OmniBachi™ is the reference implementation of Protocol-Governed Systems (PGS) — software whose behavior is separated from its execution mechanics.

Where system intent becomes durable architecture — not technical debt.

What is OmniBachi?

Protocol-Governed Systems (PGS) is the architecture: a discipline for defining, validating, and executing application behavior through explicit capability declarations rather than imperative business logic. OmniBachi is the reference implementation that makes that architecture concrete.

Instead of embedding rules, flows, and policies in procedural code, OmniBachi treats them as structured protocol artifacts — validated before execution, observed during execution, and reasoned about after execution.

OmniBachi is not a framework, and not a workflow engine in the traditional sense. It is an execution model for building systems whose behavior can be inspected, constrained, and evolved without rewriting code.

The architectural shift

Traditional application development

Most modern applications express behavior through large bodies of imperative code. Even simple system intent — user onboarding, account lifecycle changes, eligibility checks — becomes scattered across services, conditionals, and glue logic.

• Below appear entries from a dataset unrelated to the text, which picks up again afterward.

//! # Benchmeter Core
//!
//! Measurement pipeline for allocation-aware micro-benchmarks:
//!
//! - [`hooks`]: process-wide counters fed by an interposing global allocator
//!   and by [`Tracked`] handles
//! - [`window`]: measurement windows turning counter growth into snapshots
//! - [`collector`]: warmup and scaled, measured batches of a workload
//! - [`statistics`]: bounded-memory percentile estimation
//! - [`thresholds`] and [`comparison`]: pass/fail decisions against absolute
//!   and baseline-relative bounds
//!
//! A benchmark binary opts into counting by installing the shim:
//!
//! ```ignore
//! #[global_allocator]
//! static ALLOC: benchmeter_core::CountingAllocator = benchmeter_core::CountingAllocator::counting();
//! ```

pub mod collector;
pub mod comparison;
pub mod error;
pub mod hooks;
pub mod metric;
pub mod os_stats;
pub mod statistics;
pub mod thresholds;
pub mod window;

pub use collector::{CollectorConfig, RunSummary, Sample, SampleCollector, SampleSink};
pub use comparison::{
    Bound, Comparison, ComparisonResult, MetricPercentiles, Outcome, ThresholdComparator, Verdict,
};
pub use error::{BenchResult, BenchmarkError};
pub use hooks::{
    CountingAllocator, EventSink, EventSource, HookRegistry, InterposingAllocator,
    PassthroughAllocator, Tracked,
};
pub use metric::MetricKind;
pub use os_stats::OsStats;
pub use statistics::{Percentile, PercentileRecorder, PercentileSet, StatisticsSet};
pub use thresholds::{ThresholdSpec, Thresholds, load_thresholds, write_p90_thresholds};
pub use window::{MetricSnapshot, MetricWindow, SnapshotProducer};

As systems grow, behavior becomes implicit, correctness becomes probabilistic, and change becomes increasingly risky. The result is not just technical debt, but architectural opacity.

The PGS approach

PGS treats system behavior as declared intent, expressed through protocols that reference reusable capabilities. Rather than writing new logic for each scenario, systems compose existing capabilities under explicit constraints. Execution follows validated structure, not ad-hoc control flow.

This shifts complexity from code paths to protocol design — where it can be reviewed, versioned, tested, and reasoned about. The goal is not fewer steps. The goal is fewer unknowns.

What this enables

Structural scalability

Traditional systems scale by adding more code. PGS scales by reusing structure. As systems grow, capabilities remain stable, protocols grow declaratively, and execution behavior stays predictable — growth that is compositional, not combinatorial.

Determinism by construction

Determinism is an architectural property, not a runtime feature: inputs are explicit, side effects are declared, and execution paths are validated before runtime. If a protocol is valid, execution is reproducible. If execution deviates, it is observable.

Observability without instrumentation

Because behavior is declared structurally, observability does not depend on logging discipline. Execution produces structured traces, capability-level metrics, and explicit causal relationships. Visibility is a consequence of design, not an afterthought.

What OmniBachi is not

Not infrastructure automation

Tools like Terraform or Kubernetes define infrastructure state. OmniBachi defines application behavior that runs on infrastructure — adjacent but fundamentally different problems.

Not a traditional workflow engine

Many workflow platforms still require imperative code, embedded logic, or platform-specific execution models. OmniBachi does not optimize how workflows are written; it questions why behavior must be written as workflows at all. Protocols are not scripts — they are contracts for execution.

Core principles

  1. Explicit declaration — protocols describe what must occur, not how it is implemented. Implementation details remain interchangeable; intent does not.
  2. Deterministic execution — given the same inputs and protocol version, execution produces the same observable outcomes. This is a design constraint, not a runtime feature.
  3. Structural reuse — capabilities are designed once and reused everywhere. Behavior scales through composition, not duplication.

System properties

  • Protocol-first validation — structural correctness, capability compatibility, and side-effect constraints are checked before execution. Invalid intent never reaches runtime.
  • Domain neutrality — the execution engine contains no domain knowledge; all domain behavior lives in protocols and capabilities. The same engine supports application backends, operational processes, regulated workflows, and long-lived enterprise systems.
  • Long-lived architecture — designed for systems measured in decades, not release cycles. Protocols evolve, capabilities stabilize, execution remains inspectable.

Current state

PGS has moved well beyond prototype. The reference implementation spans a multi-repo ecosystem with a working compiler (admissibility construction and conformance generation), a generic runtime execution engine, read-only protocol inspection tooling, and a governed change-management pipeline. Ongoing work focuses on protocol compilation and optimization, authoring and inspection tooling, and multi-environment execution discipline. Details evolve; architectural direction does not.

Why the name OmniBachi?

Omni — universal applicability. Bachi — protocol-driven structure. OmniBachi reflects a belief that systems should be governed by explicit structure, not implicit code paths — regardless of industry or domain.

Vision

Traditional software asks how to manage complexity. PGS asks why complexity is implicit in the first place. When intent is explicit, systems become understandable. When systems are understandable, they become durable.

OmniBachi is not an optimization of existing practices. It is a reframing of how application behavior is expressed, validated, and trusted.